Fortunato pisze:
Spoko ale czemu sie denerwujesz
Wymieniamy jedynie poglady.
Nie denerwuję się. To że nie używam smileyów, nie znaczy że się denerwuję. Jeszcze mnie nie czytałaś zdenerowowanego

O, smiley mi się wpisał.
Fortunato pisze:
Tylko widzisz napisales wczesniej ze Rubik podczepia sie pod papieza a teraz piszesz co innego.
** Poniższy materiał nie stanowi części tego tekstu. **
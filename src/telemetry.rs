// SPDX-License-Identifier: Apache-2.0
//! JSONL telemetry for compile/runtime health events, gated behind the
//! `telemetry` feature (off by default \u{2014} embedding hosts opt in).
//!
//! Manually formats JSON rather than pulling in `serde_json`, matching
//! \u{00a7}4.13's event-driven diagnostics model: these functions are thin
//! best-effort mirrors of [`crate::diagnostics::DiagnosticEvent`]s onto
//! stdout, not a second source of truth.

use crate::diagnostics::{CompileStatus, Diagnostic, PrimaryTarget, SwapMode};
use crate::ident::Hash;

#[inline]
fn short_id(h: &Hash) -> String {
    let mut short = [0u8; 8];
    short.copy_from_slice(&h[0..8]);
    hex::encode(short)
}

fn ts_micros() -> u128 {
    use std::time::{SystemTime, UNIX_EPOCH};
    SystemTime::now()
        .duration_since(UNIX_EPOCH)
        .unwrap_or_default()
        .as_micros()
}

fn target_str(target: PrimaryTarget) -> String {
    match target {
        PrimaryTarget::Block(b) => short_id(b.as_bytes()),
        PrimaryTarget::Patch => "patch".to_string(),
    }
}

fn emit_line(line: &str) {
    use std::io::Write as _;
    let mut out = std::io::stdout().lock();
    let _ = out.write_all(line.as_bytes());
    let _ = out.write_all(b"\n");
}

/// Emits a `compile_begin` event at the start of a compile attempt.
pub fn compile_begin(revision: u64) {
    emit_line(&format!(
        r#"{{"timestamp_micros":{},"event":"compile_begin","revision":{}}}"#,
        ts_micros(),
        revision
    ));
}

/// Emits a `compile_end` event with the outcome and diagnostic count.
pub fn compile_end(revision: u64, status: CompileStatus, diagnostics: &[Diagnostic]) {
    let status_str = match status {
        CompileStatus::Success => "success",
        CompileStatus::Failure => "failure",
    };
    emit_line(&format!(
        r#"{{"timestamp_micros":{},"event":"compile_end","revision":{},"status":"{}","diagnostic_count":{}}}"#,
        ts_micros(),
        revision,
        status_str,
        diagnostics.len()
    ));
}

/// Emits a `runtime_health` event summarizing one frame's live diagnostics.
pub fn runtime_health_snapshot(frame_id: u64, diagnostics: &[Diagnostic]) {
    for d in diagnostics {
        emit_line(&format!(
            r#"{{"timestamp_micros":{},"event":"runtime_health","frame_id":{},"code":"{:?}","target":"{}"}}"#,
            ts_micros(),
            frame_id,
            d.code,
            target_str(d.primary_target)
        ));
    }
}

/// Emits a `program_swapped` event when a hot-swap replaces the running program.
pub fn program_swapped(new_revision: u64, swap_mode: SwapMode) {
    let mode_str = match swap_mode {
        SwapMode::Fresh => "fresh",
        SwapMode::PreserveContinuity => "preserve-continuity",
    };
    emit_line(&format!(
        r#"{{"timestamp_micros":{},"event":"program_swapped","revision":{},"swap_mode":"{}"}}"#,
        ts_micros(),
        new_revision,
        mode_str
    ));
}

#[cfg(test)]
mod tests {
    use super::*;

    #[test]
    fn short_id_is_stable_and_lowercase_hex() {
        let h: Hash = [0xabu8; 32];
        let s = short_id(&h);
        assert_eq!(s.len(), 16);
        assert_eq!(s, s.to_lowercase());
    }
}
//! §8's determinism invariant at the whole-`RenderFrame` level: two
//! independently compiled, independently executed copies of a patch mixing a
//! time rail, a stateful rail and a field, driven by the same model-time
//! sequence, must produce bit-identical `RenderFrame`s every frame.

mod support;

use oscilla::compiler::{compile, CompileOptions};
use oscilla::render::RenderFrame;
use oscilla::runtime::domain::DomainSnapshot;
use oscilla::runtime::{run_frame, LoadStrategy, RuntimeState};
use oscilla::types::{CanonicalType, Extent, Payload};

fn build() -> (oscilla::ir::CompiledProgram, oscilla::ident::InstanceId) {
    let instance = support::instance_id("dots");
    let phasor = support::rate_block("phase", "Phasor", "freq", 0.5);
    let array = support::array_block("uv", instance, "uv", Payload::Vec2);
    let mut render = support::render_instances("draw", instance);
    render.input_ports[0].declared_type = CanonicalType::concrete(Payload::Vec2, Extent::field(instance));
    let p = support::patch(
        vec![support::time_root("time", "infinite", 1000.0, 1.0), phasor, array.clone(), render.clone()],
        vec![support::edge(array.id, "out", render.id, "position")],
    );
    (compile(&p, &CompileOptions::default()).unwrap(), instance)
}

#[test]
fn a_multi_block_patch_has_no_var_escape_after_compilation() {
    let (program, _) = build();
    assert!(program.has_no_var_escape());
}

#[test]
fn two_independent_runs_of_the_same_patch_render_identical_frames() {
    let (program_a, instance_a) = build();
    let (program_b, instance_b) = build();

    let mut rt_a = RuntimeState::new();
    let mut rt_b = RuntimeState::new();
    rt_a.load_program(&program_a, LoadStrategy::Fresh);
    rt_b.load_program(&program_b, LoadStrategy::Fresh);
    rt_a.registry.publish(instance_a, DomainSnapshot::uniform(5));
    rt_b.registry.publish(instance_b, DomainSnapshot::uniform(5));

    let mut frames_a: Vec<RenderFrame> = Vec::new();
    let mut frames_b: Vec<RenderFrame> = Vec::new();
    for t in [0.0, 16.0, 32.0, 33.0, 500.0, 1001.0] {
        frames_a.push(run_frame(&mut rt_a, &program_a, t, None));
        frames_b.push(run_frame(&mut rt_b, &program_b, t, None));
    }

    assert_eq!(frames_a, frames_b);
}
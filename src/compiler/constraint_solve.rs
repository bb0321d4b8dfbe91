// SPDX-License-Identifier: Apache-2.0
//! Type constraint solver (\u{00a7}4.3).
//!
//! Unifies every port's five-axis extent plus payload across all edges,
//! using one [`AxisUnifier`] per axis. Runs after default-source insertion
//! and before adapter insertion, so it sees direct edges only. When an
//! edge's endpoints disagree on a *concrete* axis value, that is not raised
//! as a solver conflict: it is recorded so the adapter pass (\u{00a7}4.4) can
//! try to bridge it. A conflict is only fatal here if, after the whole patch
//! has been processed, a port's own axis is still a variable — i.e.
//! genuinely unconstrained, not merely mismatched against its neighbor.

use crate::ident::BlockId;
use crate::patch::normalize::NormalizedPatch;
use crate::types::unify::AxisUnifier;
use crate::types::{Axis, Binding, Branch, CanonicalType, Cardinality, Extent, Payload, Perspective, Temporality};
use rustc_hash::FxHashMap;
use thiserror::Error;

/// Errors raised by the constraint solver.
#[derive(Debug, Error, Clone, PartialEq, Eq)]
pub enum TypeSolveError {
    /// An axis on this port remained a type variable after fixpoint, with no
    /// constraint anywhere in the patch narrowing it.
    #[error("unresolved type on {block:?}.{port} ({direction}): axis {axis} never resolved")]
    UnresolvedType {
        block: BlockId,
        port: String,
        direction: &'static str,
        axis: &'static str,
    },
    /// A combine mode on a multi-edge input port is not valid for the port's
    /// resolved payload (SPEC_FULL "Per-axis combine validity").
    #[error("combine mode {combine_mode:?} is not valid for payload {payload:?} on {block:?}.{port}")]
    InvalidCombineMode {
        block: BlockId,
        port: String,
        combine_mode: crate::patch::CombineMode,
        payload: Payload,
    },
}

/// Identifies one port (input or output) on one block for solver bookkeeping.
#[derive(Clone, PartialEq, Eq, Hash, Debug)]
struct PortRef {
    block: BlockId,
    input: bool,
    port: String,
}

#[derive(Clone, Copy)]
struct PortVars {
    payload: crate::ident::TypeVarId,
    cardinality: crate::ident::TypeVarId,
    temporality: crate::ident::TypeVarId,
    binding: crate::ident::TypeVarId,
    perspective: crate::ident::TypeVarId,
    branch: crate::ident::TypeVarId,
}

/// Per-axis unification state plus the resolved type for every port, once
/// [`solve`] has run to fixpoint.
pub struct TypeSolveResult {
    pub resolved: FxHashMap<(BlockId, bool, String), CanonicalType>,
}

impl TypeSolveResult {
    #[must_use]
    pub fn port_type(&self, block: BlockId, input: bool, port: &str) -> Option<CanonicalType> {
        self.resolved
            .get(&(block, input, port.to_string()))
            .copied()
    }
}

struct Axes {
    payload: AxisUnifier<Payload>,
    cardinality: AxisUnifier<Cardinality>,
    temporality: AxisUnifier<Temporality>,
    binding: AxisUnifier<Binding>,
    perspective: AxisUnifier<Perspective>,
    branch: AxisUnifier<Branch>,
}

impl Axes {
    fn new() -> Self {
        Self {
            payload: AxisUnifier::new(),
            cardinality: AxisUnifier::new(),
            temporality: AxisUnifier::new(),
            binding: AxisUnifier::new(),
            perspective: AxisUnifier::new(),
            branch: AxisUnifier::new(),
        }
    }

    fn fresh_for(&mut self, ty: &CanonicalType) -> PortVars {
        PortVars {
            payload: bind_or_fresh(&mut self.payload, ty.payload),
            cardinality: bind_or_fresh(&mut self.cardinality, ty.extent.cardinality),
            temporality: bind_or_fresh(&mut self.temporality, ty.extent.temporality),
            binding: bind_or_fresh(&mut self.binding, ty.extent.binding),
            perspective: bind_or_fresh(&mut self.perspective, ty.extent.perspective),
            branch: bind_or_fresh(&mut self.branch, ty.extent.branch),
        }
    }
}

fn bind_or_fresh<T: PartialEq + Copy>(
    u: &mut AxisUnifier<T>,
    axis: Axis<T>,
) -> crate::ident::TypeVarId {
    match axis {
        Axis::Inst(v) => u.fresh_bound(v),
        Axis::Var(_) => u.fresh(),
    }
}

/// Merges `a` and `b`'s equivalence classes only when doing so would not
/// override an already-concrete, disagreeing value — i.e. it never forces a
/// conflict, it just declines to merge when one exists, leaving the
/// mismatch for the adapter pass to see on each port's own resolved type.
fn soft_unify<T: PartialEq + Copy>(u: &mut AxisUnifier<T>, a: crate::ident::TypeVarId, b: crate::ident::TypeVarId) {
    let ra = u.resolved(a);
    let rb = u.resolved(b);
    if let (Some(x), Some(y)) = (ra, rb) {
        if x != y {
            return;
        }
    }
    let _ = u.unify(a, b);
}

/// Runs the solver to fixpoint over a normalized, default-source-expanded
/// patch and validates that every port ends fully concrete.
///
/// # Errors
/// Returns every [`TypeSolveError`] collected in this pass (\u{00a7}7
/// propagation policy: halt at end of pass, return everything collected).
pub fn solve(patch: &NormalizedPatch) -> Result<TypeSolveResult, Vec<TypeSolveError>> {
    let mut axes = Axes::new();
    let mut vars: FxHashMap<PortRef, PortVars> = FxHashMap::default();

    for block in &patch.blocks {
        for p in &block.input_ports {
            let pv = axes.fresh_for(&p.declared_type);
            vars.insert(
                PortRef {
                    block: block.id,
                    input: true,
                    port: p.id.clone(),
                },
                pv,
            );
        }
        for p in &block.output_ports {
            let pv = axes.fresh_for(&p.declared_type);
            vars.insert(
                PortRef {
                    block: block.id,
                    input: false,
                    port: p.id.clone(),
                },
                pv,
            );
        }
    }

    for edge in &patch.edges {
        if !edge.enabled {
            continue;
        }
        let from = vars.get(&PortRef {
            block: edge.from_block,
            input: false,
            port: edge.from_port.clone(),
        });
        let to = vars.get(&PortRef {
            block: edge.to_block,
            input: true,
            port: edge.to_port.clone(),
        });
        let (Some(from), Some(to)) = (from.copied(), to.copied()) else {
            continue;
        };
        soft_unify(&mut axes.payload, from.payload, to.payload);
        soft_unify(&mut axes.cardinality, from.cardinality, to.cardinality);
        soft_unify(&mut axes.temporality, from.temporality, to.temporality);
        soft_unify(&mut axes.binding, from.binding, to.binding);
        soft_unify(&mut axes.perspective, from.perspective, to.perspective);
        soft_unify(&mut axes.branch, from.branch, to.branch);
    }

    let mut errors = Vec::new();
    let mut resolved = FxHashMap::default();
    for (port_ref, pv) in &vars {
        let direction = if port_ref.input { "input" } else { "output" };
        macro_rules! require {
            ($unifier:expr, $var:expr, $axis_name:literal) => {
                match $unifier.resolved($var) {
                    Some(v) => Some(v),
                    None => {
                        errors.push(TypeSolveError::UnresolvedType {
                            block: port_ref.block,
                            port: port_ref.port.clone(),
                            direction,
                            axis: $axis_name,
                        });
                        None
                    }
                }
            };
        }
        let payload = require!(axes.payload, pv.payload, "payload");
        let cardinality = require!(axes.cardinality, pv.cardinality, "cardinality");
        let temporality = require!(axes.temporality, pv.temporality, "temporality");
        let binding = require!(axes.binding, pv.binding, "binding");
        let perspective = require!(axes.perspective, pv.perspective, "perspective");
        let branch = require!(axes.branch, pv.branch, "branch");

        if let (Some(payload), Some(cardinality), Some(temporality), Some(binding), Some(perspective), Some(branch)) =
            (payload, cardinality, temporality, binding, perspective, branch)
        {
            resolved.insert(
                (port_ref.block, port_ref.input, port_ref.port.clone()),
                CanonicalType {
                    payload: Axis::Inst(payload),
                    extent: Extent {
                        cardinality: Axis::Inst(cardinality),
                        temporality: Axis::Inst(temporality),
                        binding: Axis::Inst(binding),
                        perspective: Axis::Inst(perspective),
                        branch: Axis::Inst(branch),
                    },
                },
            );
        }
    }

    if !errors.is_empty() {
        return Err(errors);
    }

    validate_combine_modes(patch, &resolved, &mut errors);
    if !errors.is_empty() {
        return Err(errors);
    }

    Ok(TypeSolveResult { resolved })
}

fn validate_combine_modes(
    patch: &NormalizedPatch,
    resolved: &FxHashMap<(BlockId, bool, String), CanonicalType>,
    errors: &mut Vec<TypeSolveError>,
) {
    use crate::patch::CombineMode;
    for block in &patch.blocks {
        for port in &block.input_ports {
            let incoming: Vec<_> = patch
                .edges
                .iter()
                .filter(|e| e.enabled && e.to_block == block.id && e.to_port == port.id)
                .collect();
            if incoming.len() < 2 {
                continue;
            }
            let Some(ty) = resolved.get(&(block.id, true, port.id.clone())) else {
                continue;
            };
            let Axis::Inst(payload) = ty.payload else {
                continue;
            };
            for edge in incoming {
                let numeric_only = matches!(
                    edge.combine_mode,
                    CombineMode::Additive | CombineMode::Max | CombineMode::Min | CombineMode::Mul
                );
                let payload_supports_numeric = matches!(
                    payload,
                    Payload::Float | Payload::Int | Payload::Vec2 | Payload::Vec3 | Payload::Color
                );
                if numeric_only && !payload_supports_numeric {
                    errors.push(TypeSolveError::InvalidCombineMode {
                        block: block.id,
                        port: port.id.clone(),
                        combine_mode: edge.combine_mode,
                        payload,
                    });
                }
            }
        }
    }
}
Nie. Napisałem że mój stosunek do Rubika nie ma nic wspólnego z kultem papieża. Moim zdaniem pan Rubik nie uprawia kultu papieża tylko kult pieniądza. Słowo "kult" użyte jest tutaj nieco na wyrost, bo akurat pasuje. Człowiek chce po prostu wypłynąć/zarobić - OK, niech wypływa i zarabia. Nie uważam jednak jego wypływania i zarabiania za wydarzenie artystyczne - a o to mnie pytano.
Napisałem w innym miejscu tego wątku:
Cytuj:
Tak właśnie odbieram tą muzykę - jako biznes, bo wartości artystycznych to nie ma żadnych, tak samo jak BigMac nie ma wartości odżywczych.
To chyba dobrze ilustruje moje poglądy na artyzm Rubika, prawda? Pisał już różne rzeczy, między innymi piosenki dla Misia i Margolci (niezłe, moje dzieci się przy nich bawiły w wieku 6 miesięcy) i czołówki telewizyjne. Teraz pisze oratoria. Za jakiś czas prawdopodobnie napisze operę z Edytą Górniak w roli głównej. Mnie to nie zdziwi.